Mine is 115 now... I'm not sure how to get the graphics tweaked a bit to get a faster response time while booting.
Vista Home Premium
Processor: Intel Core 2 Duo 1.5 GHz, T5250
Bus Speed: 667MHz
Memory: 4GB DDR2 SDRAM
Hard Drive: 160 GB Serial ATA, 5400RPM
Graphic Processor: Intel Graphics Media Accelerator (GMA) X3100
heres mine with normal log in and dream scene running as well as 57 processes had to use my fingers will be looking into this auto log in to speed that up. 90 seconds aint half bad
I got mine to 112 but i have nothing special just what was shuved into my equium laptop which is nothing special. so thats pretty decent and its not like i sit around while it starts up.

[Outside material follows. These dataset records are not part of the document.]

use std::sync::Arc;

use axum::extract::State;
use axum::http::StatusCode;
use axum::response::IntoResponse;
use axum::{routing, Json, Router};
use health::{HealthRegistry, HealthStatus};
use metrics_exporter_prometheus::PrometheusHandle;
use serde::Serialize;

use crate::metrics_utils::track_metrics;
use crate::native_writer::Writer;

pub const SYSTEM_CODE: &str = "native-ingester";
const NAME: &str = "Native Ingester";
const DESCRIPTION: &str =
    "Consumes native publish events from Kafka and writes their content to the native store.";

#[derive(Clone)]
pub struct AppState {
    pub writer: Arc<dyn Writer>,
    pub liveness: HealthRegistry,
}

pub fn app(state: AppState, metrics: Option<PrometheusHandle>) -> Router {
    Router::new()
        .route("/__health", routing::get(health_report))
        .route("/__gtg", routing::get(gtg))
        .route("/_liveness", routing::get(liveness))
        .route(
            "/metrics",
            routing::get(move || match metrics {
                Some(ref recorder_handle) => std::future::ready(recorder_handle.render()),
                None => std::future::ready("no metrics recorder installed".to_owned()),
            }),
        )
        .layer(axum::middleware::from_fn(track_metrics))
        .with_state(state)
}

/// One entry of the `/__health` report.
#[derive(Debug, Serialize)]
#[serde(rename_all = "camelCase")]
pub struct Check {
    pub id: &'static str,
    pub name: &'static str,
    pub ok: bool,
    pub severity: u8,
    pub business_impact: &'static str,
    pub technical_summary: &'static str,
    pub panic_guide: &'static str,
    pub check_output: String,
}

#[derive(Debug, Serialize)]
#[serde(rename_all = "camelCase")]
pub struct HealthReport {
    pub schema_version: u8,
    pub system_code: &'static str,
    pub name: &'static str,
    pub description: &'static str,
    pub ok: bool,
    pub checks: Vec<Check>,
}

async fn writer_check(writer: &dyn Writer) -> Check {
    let (ok, check_output) = match writer.connectivity_check().await {
        Ok(output) => (true, output),
        Err(error) => (false, error.to_string()),
    };

    Check {
        id: "native-writer",
        name: "Native writer is reachable",
        ok,
        severity: 1,
        business_impact: "Content will not be written to the native store",
        technical_summary: "Checks that the native writer answers its good-to-go endpoint",
        panic_guide: "https://runbooks.in.ft.com/native-ingester",
        check_output,
    }
}

fn consumer_check(status: &HealthStatus) -> Check {
    let check_output = if status.healthy {
        "Consumer is polling Kafka.".to_owned()
    } else {
        let failing: Vec<String> = status
            .failing()
            .map(|(component, status)| format!("{component} is {status}"))
            .collect();
        if failing.is_empty() {
            "No consumer registered.".to_owned()
        } else {
            failing.join(", ")
        }
    };

    Check {
        id: "kafka-consumer",
        name: "Kafka consumer is alive",
        ok: status.healthy,
        severity: 1,
        business_impact: "Native publish events will not be consumed",
        technical_summary: "Checks that the consumer loop and the Kafka client report within their deadlines",
        panic_guide: "https://runbooks.in.ft.com/native-ingester",
        check_output,
    }
}

async fn checks(state: &AppState) -> Vec<Check> {
    vec![
        writer_check(state.writer.as_ref()).await,
        consumer_check(&state.liveness.get_status()),
    ]
}

pub async fn health_report(State(state): State<AppState>) -> impl IntoResponse {
    let checks = checks(&state).await;
    let ok = checks.iter().all(|check| check.ok);

    let report = HealthReport {
        schema_version: 1,
        system_code: SYSTEM_CODE,
        name: NAME,
        description: DESCRIPTION,
        ok,
        checks,
    };

    let status = match ok {
        true => StatusCode::OK,
        false => StatusCode::SERVICE_UNAVAILABLE,
    };
    (status, Json(report))
}

pub async fn gtg(State(state): State<AppState>) -> impl IntoResponse {
    let failing: Vec<String> = checks(&state)
        .await
        .into_iter()
        .filter(|check| !check.ok)
        .map(|check| check.check_output)
        .collect();

    match failing.is_empty() {
        true => (StatusCode::OK, "OK".to_owned()),
        false => (StatusCode::SERVICE_UNAVAILABLE, failing.join("\n")),
    }
}

pub async fn liveness(State(state): State<AppState>) -> HealthStatus {
    state.liveness.get_status()
}
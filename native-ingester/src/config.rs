use std::str::FromStr;
use std::time;

use common_kafka::config::{ConsumerConfig, KafkaConfig};
use envconfig::Envconfig;

use crate::collections::CollectionMapping;

#[derive(Envconfig, Clone)]
pub struct Config {
    #[envconfig(from = "BIND_HOST", default = "0.0.0.0")]
    pub host: String,

    #[envconfig(from = "BIND_PORT", default = "8080")]
    pub port: u16,

    #[envconfig(default = "http://localhost:8080")]
    pub native_writer_address: String,

    // Sent as the Host header to the native writer, for routing behind a shared ingress
    pub native_writer_host_header: Option<NonEmptyString>,

    #[envconfig(default = "5000")]
    pub request_timeout: EnvMsDuration,

    // JSON object: origin system id -> native store collection
    #[envconfig(default = "{}")]
    pub collections_by_origins: CollectionMapping,

    #[envconfig(default = "uuid")]
    pub content_uuid_field: NonEmptyString,

    // Written messages are forwarded to this topic when set
    pub kafka_producer_topic: Option<NonEmptyString>,

    #[envconfig(default = "30")]
    pub consumer_liveness_deadline_secs: u64,

    #[envconfig(default = "false")]
    pub log_json: bool,

    #[envconfig(nested = true)]
    pub kafka: KafkaConfig,

    #[envconfig(nested = true)]
    pub consumer: ConsumerConfig,
}

impl Config {
    /// Produce a host:port address for binding a TcpListener.
    pub fn bind(&self) -> String {
        format!("{}:{}", self.host, self.port)
    }

    pub fn content_uuid_field(&self) -> &str {
        self.content_uuid_field.as_str()
    }
}

#[derive(Debug, Clone, Copy)]
pub struct EnvMsDuration(pub time::Duration);

#[derive(Debug, PartialEq, Eq)]
pub struct ParseEnvMsDurationError;

impl FromStr for EnvMsDuration {
    type Err = ParseEnvMsDurationError;

    fn from_str(s: &str) -> Result<Self, Self::Err> {
        let ms = s.parse::<u64>().map_err(|_| ParseEnvMsDurationError)?;

        Ok(EnvMsDuration(time::Duration::from_millis(ms)))
    }
}

#[derive(Debug, Clone, PartialEq, Eq)]
pub struct NonEmptyString(pub String);

impl NonEmptyString {
    pub fn as_str(&self) -> &str {
        &self.0
    }
}

#[derive(Debug, PartialEq, Eq)]
pub struct StringIsEmptyError;

impl FromStr for NonEmptyString {
    type Err = StringIsEmptyError;

    fn from_str(s: &str) -> Result<Self, Self::Err> {
        let s = s.trim();
        if s.is_empty() {
            Err(StringIsEmptyError)
        } else {
            Ok(NonEmptyString(s.to_owned()))
        }
    }
}

#[cfg(test)]
mod tests {
    use std::collections::HashMap;

    use super::*;

    #[test]
    fn defaults() {
        let config = Config::init_from_hashmap(&HashMap::new()).expect("failed to load config");

        assert_eq!(config.bind(), "0.0.0.0:8080");
        assert_eq!(config.native_writer_address, "http://localhost:8080");
        assert!(config.native_writer_host_header.is_none());
        assert_eq!(config.request_timeout.0, time::Duration::from_secs(5));
        assert!(config.collections_by_origins.is_empty());
        assert_eq!(config.content_uuid_field(), "uuid");
        assert!(config.kafka_producer_topic.is_none());
        assert_eq!(config.consumer.kafka_consumer_offset_reset, "largest");
        assert!(!config.consumer.kafka_consumer_auto_commit);
    }

    #[test]
    fn reads_collections_and_overrides() {
        let env = HashMap::from([
            (
                "COLLECTIONS_BY_ORIGINS".to_string(),
                r#"{"http://cmdb.ft.com/systems/methode-web-pub": "methode"}"#.to_string(),
            ),
            (
                "NATIVE_WRITER_HOST_HEADER".to_string(),
                "nativerw.ft.com".to_string(),
            ),
            ("REQUEST_TIMEOUT".to_string(), "2500".to_string()),
            (
                "KAFKA_CONSUMER_TOPIC".to_string(),
                "NativeCmsMetadataPublicationEvents".to_string(),
            ),
        ]);
        let config = Config::init_from_hashmap(&env).expect("failed to load config");

        assert_eq!(
            config
                .collections_by_origins
                .resolve("http://cmdb.ft.com/systems/methode-web-pub"),
            Ok("methode")
        );
        assert_eq!(
            config.native_writer_host_header,
            Some(NonEmptyString("nativerw.ft.com".to_string()))
        );
        assert_eq!(config.request_timeout.0, time::Duration::from_millis(2500));
        assert_eq!(
            config.consumer.kafka_consumer_topic,
            "NativeCmsMetadataPublicationEvents"
        );
    }

    #[test]
    fn rejects_bad_values() {
        let env = HashMap::from([("COLLECTIONS_BY_ORIGINS".to_string(), "[]".to_string())]);
        assert!(Config::init_from_hashmap(&env).is_err());

        let env = HashMap::from([("REQUEST_TIMEOUT".to_string(), "5s".to_string())]);
        assert!(Config::init_from_hashmap(&env).is_err());
    }

    #[test]
    fn non_empty_string() {
        assert_eq!("".parse::<NonEmptyString>(), Err(StringIsEmptyError));
        assert_eq!("   ".parse::<NonEmptyString>(), Err(StringIsEmptyError));
        assert_eq!(
            " uuid ".parse::<NonEmptyString>(),
            Ok(NonEmptyString("uuid".to_string()))
        );
    }
}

So I have a question for you guys. I remember when this thread was first created. I looked at everyones. I even ran the test and I didn't do very well. I think 90 seconds or something of that sort. I have a Quad runnin at 3.5 GHz or so or whatever I use that day. it should load up much faster than that. The only things I have set to Run at start-up are eset NOD32, CoreTemp, and Sidebar. other than that. everything else is just the usual.. oh and Rocketdock on startup now also.
But when I restart my computer. I get past the beginnings. I get to the Windows Vista Screen
and after that I have a good long I'd say at least 30 second or so Pause before I get to Enter my password.. and all these Restarts while changing BIOS settings for my OC. it's long and time consuming. if I could cut my time I'd be happy.

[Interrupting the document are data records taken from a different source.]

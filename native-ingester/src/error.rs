use std::fmt;

use http::StatusCode;
use thiserror::Error;

/// The content identifier could not be extracted from a content body.
#[derive(Error, Debug, PartialEq, Eq)]
pub enum ParseError {
    #[error("content body does not contain a {0} field")]
    MissingField(String),
    #[error("content body field {0} is empty")]
    EmptyField(String),
    #[error("content body field {0} is not a string")]
    NotAString(String),
}

/// A publication event cannot be turned into a content body.
#[derive(Error, Debug)]
pub enum ValidationError {
    #[error("missing required timestamp")]
    MissingTimestamp,
    #[error("{0}")]
    InvalidJson(#[from] serde_json::Error),
    #[error("content body is not a JSON object")]
    NotAnObject,
}

#[derive(Error, Debug, PartialEq, Eq)]
#[error("no collection found for origin system {origin_system_id:?}")]
pub struct CollectionNotFoundError {
    pub origin_system_id: String,
}

/// Errors that can occur while writing a message to the native store.
#[derive(Error, Debug)]
pub enum WriteError {
    #[error("failed to extract content uuid: {0}")]
    ContentUuid(#[from] ParseError),
    #[error("failed to serialize content body: {0}")]
    Serialize(serde_json::Error),
    #[error("cannot build a write url from {address} for collection {collection}")]
    Url { address: String, collection: String },
    #[error("invalid message headers: {0}")]
    Headers(http::Error),
    #[error("failed to call the native writer for content {content_uuid}: {source}")]
    Request {
        content_uuid: String,
        source: reqwest::Error,
    },
    #[error(transparent)]
    Status(#[from] StatusError),
}

impl WriteError {
    /// The status returned by the native writer, when it answered.
    pub fn status(&self) -> Option<StatusCode> {
        match self {
            WriteError::Status(error) => Some(error.status),
            WriteError::Request { source, .. } => source.status(),
            _ => None,
        }
    }

    /// The content uuid, when the failure happened after it was extracted.
    pub fn content_uuid(&self) -> Option<&str> {
        match self {
            WriteError::Request { content_uuid, .. } => Some(content_uuid),
            WriteError::Status(error) => Some(&error.content_uuid),
            _ => None,
        }
    }
}

/// The native writer answered outside of the 2XX range.
#[derive(Error, Debug)]
pub struct StatusError {
    pub status: StatusCode,
    pub content_uuid: String,
    pub response: Option<String>,
}

impl fmt::Display for StatusError {
    fn fmt(&self, f: &mut fmt::Formatter<'_>) -> fmt::Result {
        write!(
            f,
            "native writer returned {} for content {}",
            self.status, self.content_uuid
        )?;
        if let Some(response) = self.response.as_deref().filter(|r| !r.is_empty()) {
            write!(f, ": {response}")?;
        }
        Ok(())
    }
}

/// The native writer is not good to go.
#[derive(Error, Debug)]
pub enum ConnectivityError {
    #[error("Native writer is not good to go: GTG HTTP status code is {0}")]
    Status(StatusCode),
    #[error("Native writer is not good to go: {0}")]
    Request(reqwest::Error),
}

/// Errors that prevent a `NativeWriter` from being built.
#[derive(Error, Debug)]
pub enum NativeWriterBuildError {
    #[error("invalid native writer address: {0}")]
    Address(#[from] url::ParseError),
    #[error("native writer address {0} cannot be used as a base url")]
    NotABase(String),
    #[error("invalid host header: {0}")]
    HostHeader(#[from] http::header::InvalidHeaderValue),
    #[error("failed to build http client: {0}")]
    Client(#[from] reqwest::Error),
}

/// A message was dropped by the pipeline at `stage`.
#[derive(Error, Debug)]
pub enum PipelineError {
    #[error(transparent)]
    CollectionNotFound(#[from] CollectionNotFoundError),
    #[error(transparent)]
    Validation(#[from] ValidationError),
    #[error("failed to compute native hash: {0}")]
    Hash(serde_json::Error),
    #[error(transparent)]
    Write(#[from] WriteError),
}

impl PipelineError {
    pub fn stage(&self) -> Stage {
        match self {
            PipelineError::CollectionNotFound(_) => Stage::CollectionResolved,
            PipelineError::Validation(_) => Stage::BodyEnriched,
            PipelineError::Hash(_) => Stage::HashComputed,
            PipelineError::Write(_) => Stage::Written,
        }
    }

    /// The content uuid, when the failure happened after it was extracted.
    pub fn content_uuid(&self) -> Option<&str> {
        match self {
            PipelineError::Write(error) => error.content_uuid(),
            _ => None,
        }
    }
}

/// Steps of the per-event pipeline a message can fail to reach. A failure is
/// tagged with the first step that could not be completed.
#[derive(Debug, Clone, Copy, PartialEq, Eq)]
pub enum Stage {
    CollectionResolved,
    BodyEnriched,
    HashComputed,
    Written,
}

impl Stage {
    pub fn as_str(&self) -> &'static str {
        match self {
            Stage::CollectionResolved => "collection_resolved",
            Stage::BodyEnriched => "body_enriched",
            Stage::HashComputed => "hash_computed",
            Stage::Written => "written",
        }
    }
}

impl fmt::Display for Stage {
    fn fmt(&self, f: &mut fmt::Formatter<'_>) -> fmt::Result {
        f.write_str(self.as_str())
    }
}

#[cfg(test)]
mod tests {
    use super::*;

    #[test]
    fn status_error_includes_response_when_present() {
        let error = StatusError {
            status: StatusCode::SERVICE_UNAVAILABLE,
            content_uuid: "abc-123".to_string(),
            response: Some("mongo is down".to_string()),
        };
        assert_eq!(
            error.to_string(),
            "native writer returned 503 Service Unavailable for content abc-123: mongo is down"
        );

        let error = StatusError {
            response: Some(String::new()),
            ..error
        };
        assert_eq!(
            error.to_string(),
            "native writer returned 503 Service Unavailable for content abc-123"
        );
    }

    #[test]
    fn pipeline_errors_know_their_stage() {
        let error = PipelineError::from(CollectionNotFoundError {
            origin_system_id: "unknown".to_string(),
        });
        assert_eq!(error.stage(), Stage::CollectionResolved);

        let error = PipelineError::from(ValidationError::MissingTimestamp);
        assert_eq!(error.stage(), Stage::BodyEnriched);
        assert_eq!(error.to_string(), "missing required timestamp");

        let invalid = serde_json::from_str::<serde_json::Value>("{").unwrap_err();
        let error = PipelineError::Hash(invalid);
        assert_eq!(error.stage(), Stage::HashComputed);
        assert_eq!(error.stage().to_string(), "hash_computed");

        let error = PipelineError::from(WriteError::from(ParseError::MissingField(
            "uuid".to_string(),
        )));
        assert_eq!(error.stage(), Stage::Written);
        assert_eq!(error.stage().to_string(), "written");
    }
}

whats causing this lag. and what can I do to get rid of it?
Ya so I still have that long pause right after that screen I linked to above.

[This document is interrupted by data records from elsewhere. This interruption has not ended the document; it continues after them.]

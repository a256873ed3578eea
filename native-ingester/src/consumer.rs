use std::time::Duration;

use async_trait::async_trait;
use common_kafka::kafka_consumer::{BatchConsumer, MessageBatch};
use health::HealthHandle;
use rdkafka::error::KafkaError;
use tokio::sync::watch;
use tracing::{debug, error, info, warn};

use crate::pipeline::Pipeline;

/// Pause after a failed receive before polling again.
pub const RECV_ERROR_BACKOFF: Duration = Duration::from_millis(500);

/// Where batches of publish events come from.
#[async_trait]
pub trait BatchSource: Send + Sync {
    fn topic(&self) -> &str;

    async fn recv_batch(&self) -> Result<MessageBatch, KafkaError>;

    fn store_offsets(&self, batch: &MessageBatch) -> Result<(), KafkaError>;
}

#[async_trait]
impl BatchSource for BatchConsumer {
    fn topic(&self) -> &str {
        BatchConsumer::topic(self)
    }

    async fn recv_batch(&self) -> Result<MessageBatch, KafkaError> {
        BatchConsumer::recv_batch(self).await
    }

    fn store_offsets(&self, batch: &MessageBatch) -> Result<(), KafkaError> {
        BatchConsumer::store_offsets(self, batch)
    }
}

/// Resolves once `true` is sent on the channel.
pub async fn wait_for_shutdown(mut stop: watch::Receiver<bool>) {
    // A dropped sender means the process is going away too
    if stop.wait_for(|stop| *stop).await.is_err() {
        warn!("shutdown channel closed");
    }
}

/// Receives batches until shutdown. A batch that is being processed when the
/// signal arrives is finished and its offsets are stored.
pub async fn consume<S: BatchSource>(
    source: &S,
    pipeline: &Pipeline,
    liveness: &HealthHandle,
    backoff: Duration,
    stop: watch::Receiver<bool>,
) {
    let stopped = wait_for_shutdown(stop);
    tokio::pin!(stopped);

    loop {
        let batch = tokio::select! {
            _ = &mut stopped => break,
            batch = source.recv_batch() => batch,
        };
        liveness.report_healthy();

        let batch = match batch {
            Ok(batch) => batch,
            Err(error) => {
                error!("failed to receive from {}: {}", source.topic(), error);
                tokio::select! {
                    _ = &mut stopped => break,
                    _ = tokio::time::sleep(backoff) => continue,
                }
            }
        };
        if batch.is_empty() {
            continue;
        }

        let report = pipeline.process_batch(batch.messages()).await;
        debug!(
            received = report.received,
            written = report.written,
            failed = report.failed,
            forwarded = report.forwarded,
            "processed batch from {}",
            source.topic()
        );

        if let Err(error) = source.store_offsets(&batch) {
            error!("failed to store offsets for {}: {}", source.topic(), error);
        }
    }

    info!("consumer for {} stopped", source.topic());
}
use std::time::Instant;

use axum::{
    body::Body, extract::MatchedPath, http::Request, middleware::Next, response::IntoResponse,
    Router,
};
use metrics_exporter_prometheus::{BuildError, PrometheusBuilder, PrometheusHandle};

/// Bind a `TcpListener` on the provided bind address to serve a `Router` on it.
pub async fn serve<F>(router: Router, bind: &str, shutdown: F) -> Result<(), std::io::Error>
where
    F: std::future::Future<Output = ()> + Send + 'static,
{
    let listener = tokio::net::TcpListener::bind(bind).await?;

    axum::serve(listener, router)
        .with_graceful_shutdown(shutdown)
        .await?;

    Ok(())
}

/// Installs the global Prometheus recorder. Write durations are recorded in seconds.
pub fn setup_metrics_recorder() -> Result<PrometheusHandle, BuildError> {
    const EXPONENTIAL_SECONDS: &[f64] = &[
        0.005, 0.01, 0.025, 0.05, 0.1, 0.25, 0.5, 1.0, 2.5, 5.0, 10.0,
    ];

    PrometheusBuilder::new()
        .set_buckets(EXPONENTIAL_SECONDS)?
        .install_recorder()
}

pub const ADMIN_REQUESTS: &str = "native_ingester_admin_requests_total";
pub const ADMIN_REQUEST_DURATION: &str = "native_ingester_admin_request_duration_seconds";

/// Counts and times admin requests by route and status.
pub async fn track_metrics(req: Request<Body>, next: Next) -> impl IntoResponse {
    let start = Instant::now();

    // Unmatched paths share a single route label
    let route = req
        .extensions()
        .get::<MatchedPath>()
        .map(|matched| matched.as_str().to_owned())
        .unwrap_or_else(|| "unmatched".to_owned());
    let method = req.method().to_string();

    let response = next.run(req).await;

    let labels = [
        ("method", method),
        ("route", route),
        ("status", response.status().as_u16().to_string()),
    ];
    metrics::counter!(ADMIN_REQUESTS, &labels).increment(1);
    metrics::histogram!(ADMIN_REQUEST_DURATION, &labels).record(start.elapsed().as_secs_f64());

    response
}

but I tried a test. and with 1 core being used on start-up my score was 76 seconds. I changed that to use all 4 cores and all i got was 5 seconds less.. pretty weak, as other say like 40 seconds. lol
I used to have that long pause, just before the Vista startup sound played. For me it was somehow linked to me disabling ReadyBoost. I re-enabled it after reading about ReadyBoost and ReadyBoot, and how they're linked together (ReadyBoot being the cache on RAM for processes when booting up, or something). With ReadyBoost enabled (even thought I don't use a USB drive for it), the long pause disappeared.